Bates’ attorneys assert in their complaint, “Under this rule, caregivers must agree to use a child’s preferred pronouns, take a child to affirming events like Pride parades, or sign the child up for dangerous pharmaceutical interventions like puberty blockers and hormone shots — no matter a child’s age, no matter whether a child actually desires these things, and no matter how deeply these requirements violate the caregiver’s religious convictions.”

Bates told state officials that she would happily care for and accept any child, but she could not subscribe to beliefs and actions that go against her Christian faith. As a result, the state denied her application to adopt.

ADF asserts the following three constitutional violations:

1. Oregon’s policy violates Bates’ First Amendment rights to free-speech, assembly and free-association by requiring her to speak words that violate her faith beliefs, associate with messages that violate her faith beliefs and regulate her speech in content and viewpoint in order to adopt.

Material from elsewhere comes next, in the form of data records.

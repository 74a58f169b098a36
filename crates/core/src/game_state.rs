//! Game state module - owns the locked cells and the active piece
//!
//! Every command runs to completion before the next one starts. Candidate
//! placements are always validated as copies; the live piece only changes once
//! a candidate is known to be legal.
//!
//! Game over is detected as part of validation: whenever a move, gravity tick
//! or rotation is validated while a locked cell sits in the top row, gravity is
//! stopped, [`GameEvent::GameOver`] is emitted and the board is reset in place.

use tracing::{debug, info, warn};

use crate::board::LockedCells;
use crate::collision::is_legal;
use crate::gravity::GravityTimer;
use crate::line_clear::clear_full_rows;
use crate::pieces::Piece;
use crate::rng::PieceFactory;
use crate::rotation::next_rotation;
use crate::types::*;

/// Notifications for the rendering collaborator, in emission order
#[derive(Debug, Clone, Copy, PartialEq, Eq)]
pub enum GameEvent {
    /// Emitted after every attempted mutation, successful or not
    StateChanged,
    /// The active piece was locked and `lines_cleared` rows were removed
    Locked { kind: PieceKind, lines_cleared: u32 },
    /// The top row was found occupied; the board is reset right after
    GameOver,
    /// Locked cells cleared and a fresh piece spawned
    Reset,
    Paused,
    Resumed,
}

/// Result of validating a candidate placement
#[derive(Debug, Clone, Copy, PartialEq, Eq)]
enum Validation {
    Legal,
    Illegal,
    /// Validation tripped game over; the attempted command is abandoned
    GameOver,
}

/// Complete game state
#[derive(Debug, Clone)]
pub struct GameState {
    locked: LockedCells,
    active: Piece,
    factory: PieceFactory,
    gravity: GravityTimer,
    events: Vec<GameEvent>,
    /// Monotonic episode id (increments on every board reset).
    episode_id: u32,
    pieces_locked: u32,
    lines_cleared: u32,
}

impl GameState {
    /// Create a new game with the given seed, gravity running at 300ms
    pub fn new(seed: u64) -> Self {
        Self::with_factory(PieceFactory::new(seed), GRAVITY_INTERVAL_MS)
    }

    /// Create a new game from a factory and gravity interval
    pub fn with_factory(mut factory: PieceFactory, gravity_interval_ms: u64) -> Self {
        let active = factory.create_random_piece();
        Self::from_parts(factory, LockedCells::new(), active, gravity_interval_ms)
    }

    /// Assemble a game from explicit parts (scripted setups, replays).
    ///
    /// The caller is responsible for `active` not overlapping `locked`.
    pub fn from_parts(
        factory: PieceFactory,
        locked: LockedCells,
        active: Piece,
        gravity_interval_ms: u64,
    ) -> Self {
        let mut gravity = GravityTimer::new(gravity_interval_ms);
        gravity.start();
        Self {
            locked,
            active,
            factory,
            gravity,
            events: Vec::new(),
            episode_id: 0,
            pieces_locked: 0,
            lines_cleared: 0,
        }
    }

    pub fn active(&self) -> Piece {
        self.active
    }

    pub fn locked(&self) -> &LockedCells {
        &self.locked
    }

    pub fn gravity(&self) -> &GravityTimer {
        &self.gravity
    }

    pub fn is_paused(&self) -> bool {
        !self.gravity.is_running()
    }

    pub fn episode_id(&self) -> u32 {
        self.episode_id
    }

    pub fn pieces_locked(&self) -> u32 {
        self.pieces_locked
    }

    pub fn lines_cleared(&self) -> u32 {
        self.lines_cleared
    }

    /// Kind that the next spawn is guaranteed not to repeat
    pub fn last_spawned_kind(&self) -> Option<PieceKind> {
        self.factory.last_kind()
    }

    /// Locked cells plus the on-board cells of the active piece, sorted
    pub fn occupied_cells(&self) -> Vec<Cell> {
        let mut cells: Vec<Cell> = self.locked.iter().chain(self.active.cells()).collect();
        cells.sort_unstable();
        cells.dedup();
        cells
    }

    /// Pending notifications, oldest first
    pub fn events(&self) -> &[GameEvent] {
        &self.events
    }

    /// Take and clear pending notifications.
    pub fn take_events(&mut self) -> Vec<GameEvent> {
        std::mem::take(&mut self.events)
    }

    /// Blocks are examined in shape order. The top-row check only runs for a
    /// block that is inside the board, so a placement whose earlier block is
    /// off the board is rejected without ending the game.
    fn validate(&mut self, candidate: &Piece) -> Validation {
        for (row, col) in candidate.positions() {
            if Cell::from_signed(row, col).is_none() {
                return Validation::Illegal;
            }
            if self.locked.is_row_occupied(0) {
                self.game_over();
                return Validation::GameOver;
            }
            if self.locked.contains(row, col) {
                return Validation::Illegal;
            }
        }
        if is_legal(&self.locked, candidate) {
            Validation::Legal
        } else {
            Validation::Illegal
        }
    }

    fn game_over(&mut self) {
        warn!(
            episode = self.episode_id,
            pieces = self.pieces_locked,
            lines = self.lines_cleared,
            "game over"
        );
        self.gravity.cancel();
        self.events.push(GameEvent::GameOver);
        self.reset_board();
    }

    fn reset_board(&mut self) {
        self.locked.clear();
        self.active = self.factory.create_random_piece();
        self.episode_id = self.episode_id.wrapping_add(1);
        self.events.push(GameEvent::Reset);
    }

    /// Try to move the active piece one column left or right
    pub fn move_horizontal(&mut self, direction: Direction) -> bool {
        let candidate = self.active.shifted(0, direction.delta());
        let moved = match self.validate(&candidate) {
            Validation::Legal => {
                self.active = candidate;
                true
            }
            Validation::Illegal | Validation::GameOver => false,
        };
        self.events.push(GameEvent::StateChanged);
        moved
    }

    pub fn move_left(&mut self) -> bool {
        self.move_horizontal(Direction::Left)
    }

    pub fn move_right(&mut self) -> bool {
        self.move_horizontal(Direction::Right)
    }

    /// Gravity step: move down one row, or lock in place if that is illegal.
    ///
    /// Returns true if the piece moved.
    pub fn tick(&mut self) -> bool {
        let candidate = self.active.shifted(1, 0);
        let moved = match self.validate(&candidate) {
            Validation::Legal => {
                self.active = candidate;
                true
            }
            Validation::Illegal => {
                self.lock_active();
                false
            }
            Validation::GameOver => false,
        };
        self.events.push(GameEvent::StateChanged);
        moved
    }

    /// Rotate the active piece in place. O pieces never rotate.
    pub fn rotate(&mut self) -> bool {
        let rotated = if self.active.kind == PieceKind::O {
            false
        } else {
            let (shape, rotation) =
                next_rotation(self.active.kind, &self.active.shape, self.active.rotation);
            let candidate = self.active.with_shape(shape, rotation);
            match self.validate(&candidate) {
                Validation::Legal => {
                    self.active = candidate;
                    true
                }
                Validation::Illegal | Validation::GameOver => false,
            }
        };
        self.events.push(GameEvent::StateChanged);
        rotated
    }

    /// Lock the active piece where it stands, clear rows and spawn the next piece
    pub fn lock(&mut self) {
        self.lock_active();
        self.events.push(GameEvent::StateChanged);
    }

    fn lock_active(&mut self) {
        let piece = self.active;
        for cell in piece.cells() {
            self.locked.insert(cell);
        }

        let cleared = clear_full_rows(&mut self.locked);
        let lines = cleared.len() as u32;

        self.pieces_locked = self.pieces_locked.wrapping_add(1);
        self.lines_cleared = self.lines_cleared.wrapping_add(lines);

        debug!(
            kind = piece.kind.as_str(),
            row = piece.row,
            col = piece.col,
            rotation = piece.rotation,
            "piece locked"
        );
        if lines > 0 {
            info!(lines, rows = ?cleared.as_slice(), total = self.lines_cleared, "rows cleared");
        }

        self.events.push(GameEvent::Locked {
            kind: piece.kind,
            lines_cleared: lines,
        });

        // The factory excludes the kind it produced last, which is this piece.
        self.active = self.factory.create_random_piece();
    }

    /// Stop gravity, clear the locked cells and spawn a fresh piece.
    ///
    /// Gravity stays stopped until [`GameState::resume`].
    pub fn reset(&mut self) {
        debug!(episode = self.episode_id, "reset");
        self.gravity.cancel();
        self.reset_board();
        self.events.push(GameEvent::StateChanged);
    }

    /// Reset the board and start gravity again
    pub fn restart(&mut self) {
        self.reset();
        self.gravity.restart();
        self.events.push(GameEvent::Resumed);
    }

    /// Stop gravity ticks
    pub fn pause(&mut self) {
        debug!("paused");
        self.gravity.cancel();
        self.events.push(GameEvent::Paused);
    }

    /// Restart gravity ticks. Resuming twice never schedules twice.
    pub fn resume(&mut self) {
        debug!("resumed");
        self.gravity.restart();
        self.events.push(GameEvent::Resumed);
    }

    /// Feed elapsed wall time and run every gravity tick that fell due.
    ///
    /// Returns the number of ticks run. Stops early if a tick stopped gravity.
    pub fn advance(&mut self, elapsed_ms: u64) -> u32 {
        let due = self.gravity.advance(elapsed_ms);
        let mut fired = 0;
        for _ in 0..due {
            if !self.gravity.is_running() {
                break;
            }
            self.tick();
            fired += 1;
        }
        fired
    }

    /// Apply a collaborator command
    pub fn apply_action(&mut self, action: GameAction) -> bool {
        match action {
            GameAction::MoveLeft => self.move_left(),
            GameAction::MoveRight => self.move_right(),
            GameAction::Rotate => self.rotate(),
            GameAction::Pause => {
                self.pause();
                true
            }
            GameAction::Resume => {
                self.resume();
                true
            }
            GameAction::Reset => {
                self.restart();
                true
            }
        }
    }
}

impl Default for GameState {
    fn default() -> Self {
        Self::new(1)
    }
}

2. The policy violates Bates’ First Amendment right to free exercise of her religion because the policy is not neutral or generally applicable. It categorically excludes people of faith from participation and serves as a religious litmus test.

3. The policy violates Bates’ Fourteenth Amendment right to equal protection under the law because she is treated worse than other similarly situated people because of her religion.

In April, Bates filed suit in federal district court to stop Oregon’s Department of Human Services’ acts of religious discrimination. Oral arguments were held in August.

The federal district court issued their opinion in November and ruled against Bates.

We will continue to follow the case and share updates.